* **YOUR ASSIGNMENT**
Give the listing again exactly as written.

* **RECORDS SUPPLIED**
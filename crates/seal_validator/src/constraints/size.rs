use super::{ColumnConstraint, conclude};
use crate::DataSource;
use seal_core::{CheckOutcome, ConstraintConfigError};

/// Limits on the number of rows of the whole table.
///
/// The column is kept only for labelling and is never looked up.
#[derive(Debug, Clone, PartialEq)]
pub struct RowCountConstraint {
    column: String,
    min_rows: Option<usize>,
    max_rows: Option<usize>,
}

impl RowCountConstraint {
    pub fn new(
        column: impl Into<String>,
        min_rows: Option<usize>,
        max_rows: Option<usize>,
    ) -> Result<Self, ConstraintConfigError> {
        if min_rows.is_none() && max_rows.is_none() {
            return Err(ConstraintConfigError::missing(
                Self::NAME,
                "at least one of min_rows or max_rows",
            ));
        }

        Ok(Self {
            column: column.into(),
            min_rows,
            max_rows,
        })
    }

    pub fn min_rows(&self) -> Option<usize> {
        self.min_rows
    }

    pub fn max_rows(&self) -> Option<usize> {
        self.max_rows
    }
}

impl ColumnConstraint for RowCountConstraint {
    const NAME: &'static str = "RowCountConstraint";
    const WHOLE_TABLE: bool = true;

    fn column(&self) -> &str {
        &self.column
    }

    fn evaluate(&self, source: &dyn DataSource) -> CheckOutcome {
        let row_count = source.row_count();
        let mut messages = Vec::new();

        if let Some(min) = self.min_rows
            && row_count < min
        {
            messages.push(format!("Row count {row_count} is below minimum {min}"));
        }

        if let Some(max) = self.max_rows
            && row_count > max
        {
            messages.push(format!("Row count {row_count} exceeds maximum {max}"));
        }

        conclude("Row count", messages)
            .with_detail("row_count", row_count)
            .with_detail("min_rows", self.min_rows)
            .with_detail("max_rows", self.max_rows)
    }
}
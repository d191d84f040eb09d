//! Export and matrix conversion command handlers.

use std::path::Path;

use storefront_core::AppConfig;
use storefront_sheet::{export_json, export_xlsx, load_matrix_from_path, to_json_string};

use crate::catalog::{import_options, load_controller};
use crate::ExportFormat;

/// Export the full loaded catalog (never the filtered view).
///
/// # Errors
///
/// Returns an error if the file cannot be written.
pub(crate) async fn run_export(
    config: &AppConfig,
    source: Option<&str>,
    output: &Path,
    format: ExportFormat,
) -> anyhow::Result<()> {
    let controller = load_controller(config, source, config.view_mode).await?;
    let products = controller.catalog();

    let written = match format {
        ExportFormat::Xlsx => export_xlsx(products, output),
        ExportFormat::Json => export_json(products, output),
    };
    if let Err(e) = written {
        tracing::error!(path = %output.display(), error = %e, "catalog export failed");
        return Err(e.into());
    }

    tracing::info!(path = %output.display(), count = products.len(), "catalog exported");
    println!("exported {} products to {}", products.len(), output.display());
    Ok(())
}

/// Convert a price matrix workbook into a JSON catalog.
///
/// Prints imported counts per source sheet and per web category.
///
/// # Errors
///
/// Returns an error if the workbook cannot be opened or the JSON cannot be
/// written.
pub(crate) fn run_convert_matrix(
    config: &AppConfig,
    workbook: &Path,
    output: &Path,
) -> anyhow::Result<()> {
    let import = load_matrix_from_path(workbook, &import_options(config))?;

    if import.products.is_empty() {
        println!("no products found in {}", workbook.display());
    }

    for (sheet, count) in &import.summary.per_sheet {
        println!("{sheet}: {count} products");
    }
    println!();
    println!("{:<24}COUNT", "CATEGORY");
    for (category, count) in &import.summary.per_category {
        println!("{category:<24}{count}");
    }

    if output.as_os_str() == "-" {
        println!("{}", to_json_string(&import.products)?);
    } else {
        export_json(&import.products, output)?;
        println!(
            "wrote {} products to {}",
            import.products.len(),
            output.display()
        );
    }
    Ok(())
}
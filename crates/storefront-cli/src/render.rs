//! Plain-text rendering of a catalog view.

use std::fmt::{self, Write as _};

use storefront_core::{format_price, Product, ViewMode};

pub(crate) const EMPTY_TITLE: &str = "No products found";
pub(crate) const EMPTY_HINT: &str = "Try changing the filter settings";

const MODEL_WIDTH: usize = 40;

/// Render `products` as a table, or the empty state when there are none.
pub(crate) fn render_view(products: &[Product], mode: ViewMode) -> Result<String, fmt::Error> {
    let mut out = String::new();
    if products.is_empty() {
        writeln!(out, "{EMPTY_TITLE}")?;
        writeln!(out, "{EMPTY_HINT}")?;
        return Ok(out);
    }

    match mode {
        ViewMode::Full => {
            writeln!(
                out,
                "{:<5}{:<42}{:<14}{:<16}{:<10}PRICE",
                "ID", "MODEL", "CATEGORY", "COLOR", "STORAGE"
            )?;
            for p in products {
                writeln!(
                    out,
                    "{:<5}{:<42}{:<14}{:<16}{:<10}{}",
                    p.id,
                    truncate(&p.model),
                    p.category,
                    p.color,
                    p.storage.to_string(),
                    format_price(p.price)
                )?;
            }
        }
        ViewMode::Compact => {
            for p in products {
                writeln!(
                    out,
                    "{:<42}{:<10}{}",
                    truncate(&p.model),
                    p.storage.to_string(),
                    format_price(p.price)
                )?;
            }
        }
    }
    Ok(out)
}

fn truncate(text: &str) -> String {
    if text.chars().count() > MODEL_WIDTH {
        format!("{}...", text.chars().take(MODEL_WIDTH).collect::<String>())
    } else {
        text.to_string()
    }
}
use std::collections::HashSet;

use crate::products::{Product, Storage};

/// Distinct values offered by each facet selector, in first-seen catalog
/// order.
#[derive(Debug, Clone, Default, PartialEq)]
pub struct FacetOptions {
    pub categories: Vec<String>,
    pub colors: Vec<String>,
    pub storages: Vec<Storage>,
}

impl FacetOptions {
    #[must_use]
    pub fn from_products(products: &[Product]) -> Self {
        Self {
            categories: distinct(products.iter().map(|p| p.category.clone())),
            colors: distinct(products.iter().map(|p| p.color.clone())),
            storages: distinct(products.iter().map(|p| p.storage.clone())),
        }
    }
}

fn distinct<T, I>(values: I) -> Vec<T>
where
    T: Clone + Eq + std::hash::Hash,
    I: Iterator<Item = T>,
{
    let mut seen = HashSet::new();
    values.filter(|v| seen.insert(v.clone())).collect()
}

* **WRITTEN RESPONSE**
filename crates/seal_validator/src/constraints/size.rs
use super::{ColumnConstraint, conclude};
use crate::DataSource;
use seal_core::{CheckOutcome, ConstraintConfigError};

/// Limits on the number of rows of the whole table.
///
/// The column is kept only for labelling and is never looked up.
#[derive(Debug, Clone, PartialEq)]
pub struct RowCountConstraint {
    column: String,
    min_rows: Option<usize>,
    max_rows: Option<usize>,
}

impl RowCountConstraint {
    pub fn new(
        column: impl Into<String>,
        min_rows: Option<usize>,
        max_rows: Option<usize>,
    ) -> Result<Self, ConstraintConfigError> {
        if min_rows.is_none() && max_rows.is_none() {
            return Err(ConstraintConfigError::missing(
                Self::NAME,
                "at least one of min_rows or max_rows",
            ));
        }

        Ok(Self {
            column: column.into(),
            min_rows,
            max_rows,
        })
    }

    pub fn min_rows(&self) -> Option<usize> {
        self.min_rows
    }

    pub fn max_rows(&self) -> Option<usize> {
        self.max_rows
    }
}

impl ColumnConstraint for RowCountConstraint {
    const NAME: &'static str = "RowCountConstraint";
    const WHOLE_TABLE: bool = true;

    fn column(&self) -> &str {
        &self.column
    }

    fn evaluate(&self, source: &dyn DataSource) -> CheckOutcome {
        let row_count = source.row_count();
        let mut messages = Vec::new();

        if let Some(min) = self.min_rows
            && row_count < min
        {
            messages.push(format!("Row count {row_count} is below minimum {min}"));
        }

        if let Some(max) = self.max_rows
            && row_count > max
        {
            messages.push(format!("Row count {row_count} exceeds maximum {max}"));
        }

        conclude("Row count", messages)
            .with_detail("row_count", row_count)
            .with_detail("min_rows", self.min_rows)
            .with_detail("max_rows", self.max_rows)
    }
}
repository d191d84f040eb09d
//! Export and matrix conversion command handlers.

use std::path::Path;

use storefront_core::AppConfig;
use storefront_sheet::{export_json, export_xlsx, load_matrix_from_path, to_json_string};

use crate::catalog::{import_options, load_controller};
use crate::ExportFormat;

/// Export the full loaded catalog (never the filtered view).
///
/// # Errors
///
/// Returns an error if the file cannot be written.
pub(crate) async fn run_export(
    config: &AppConfig,
    source: Option<&str>,
    output: &Path,
    format: ExportFormat,
) -> anyhow::Result<()> {
    let controller = load_controller(config, source, config.view_mode).await?;
    let products = controller.catalog();

    let written = match format {
        ExportFormat::Xlsx => export_xlsx(products, output),
        ExportFormat::Json => export_json(products, output),
    };
    if let Err(e) = written {
        tracing::error!(path = %output.display(), error = %e, "catalog export failed");
        return Err(e.into());
    }

    tracing::info!(path = %output.display(), count = products.len(), "catalog exported");
    println!("exported {} products to {}", products.len(), output.display());
    Ok(())
}

/// Convert a price matrix workbook into a JSON catalog.
///
/// Prints imported counts per source sheet and per web category.
///
/// # Errors
///
/// Returns an error if the workbook cannot be opened or the JSON cannot be
/// written.
pub(crate) fn run_convert_matrix(
    config: &AppConfig,
    workbook: &Path,
    output: &Path,
) -> anyhow::Result<()> {
    let import = load_matrix_from_path(workbook, &import_options(config))?;

    if import.products.is_empty() {
        println!("no products found in {}", workbook.display());
    }

    for (sheet, count) in &import.summary.per_sheet {
        println!("{sheet}: {count} products");
    }
    println!();
    println!("{:<24}COUNT", "CATEGORY");
    for (category, count) in &import.summary.per_category {
        println!("{category:<24}{count}");
    }

    if output.as_os_str() == "-" {
        println!("{}", to_json_string(&import.products)?);
    } else {
        export_json(&import.products, output)?;
        println!(
            "wrote {} products to {}",
            import.products.len(),
            output.display()
        );
    }
    Ok(())
}
filename crates/storefront-cli/src/render.rs
//! Plain-text rendering of a catalog view.

use std::fmt::{self, Write as _};

use storefront_core::{format_price, Product, ViewMode};

pub(crate) const EMPTY_TITLE: &str = "No products found";
pub(crate) const EMPTY_HINT: &str = "Try changing the filter settings";

const MODEL_WIDTH: usize = 40;

/// Render `products` as a table, or the empty state when there are none.
pub(crate) fn render_view(products: &[Product], mode: ViewMode) -> Result<String, fmt::Error> {
    let mut out = String::new();
    if products.is_empty() {
        writeln!(out, "{EMPTY_TITLE}")?;
        writeln!(out, "{EMPTY_HINT}")?;
        return Ok(out);
    }

    match mode {
        ViewMode::Full => {
            writeln!(
                out,
                "{:<5}{:<42}{:<14}{:<16}{:<10}PRICE",
                "ID", "MODEL", "CATEGORY", "COLOR", "STORAGE"
            )?;
            for p in products {
                writeln!(
                    out,
                    "{:<5}{:<42}{:<14}{:<16}{:<10}{}",
                    p.id,
                    truncate(&p.model),
                    p.category,
                    p.color,
                    p.storage.to_string(),
                    format_price(p.price)
                )?;
            }
        }
        ViewMode::Compact => {
            for p in products {
                writeln!(
                    out,
                    "{:<42}{:<10}{}",
                    truncate(&p.model),
                    p.storage.to_string(),
                    format_price(p.price)
                )?;
            }
        }
    }
    Ok(out)
}

fn truncate(text: &str) -> String {
    if text.chars().count() > MODEL_WIDTH {
        format!("{}...", text.chars().take(MODEL_WIDTH).collect::<String>())
    } else {
        text.to_string()
    }
}
use std::collections::HashSet;

use crate::products::{Product, Storage};

/// Distinct values offered by each facet selector, in first-seen catalog
/// order.
#[derive(Debug, Clone, Default, PartialEq)]
pub struct FacetOptions {
    pub categories: Vec<String>,
    pub colors: Vec<String>,
    pub storages: Vec<Storage>,
}

impl FacetOptions {
    #[must_use]
    pub fn from_products(products: &[Product]) -> Self {
        Self {
            categories: distinct(products.iter().map(|p| p.category.clone())),
            colors: distinct(products.iter().map(|p| p.color.clone())),
            storages: distinct(products.iter().map(|p| p.storage.clone())),
        }
    }
}

fn distinct<T, I>(values: I) -> Vec<T>
where
    T: Clone + Eq + std::hash::Hash,
    I: Iterator<Item = T>,
{
    let mut seen = HashSet::new();
    values.filter(|v| seen.insert(v.clone())).collect()
}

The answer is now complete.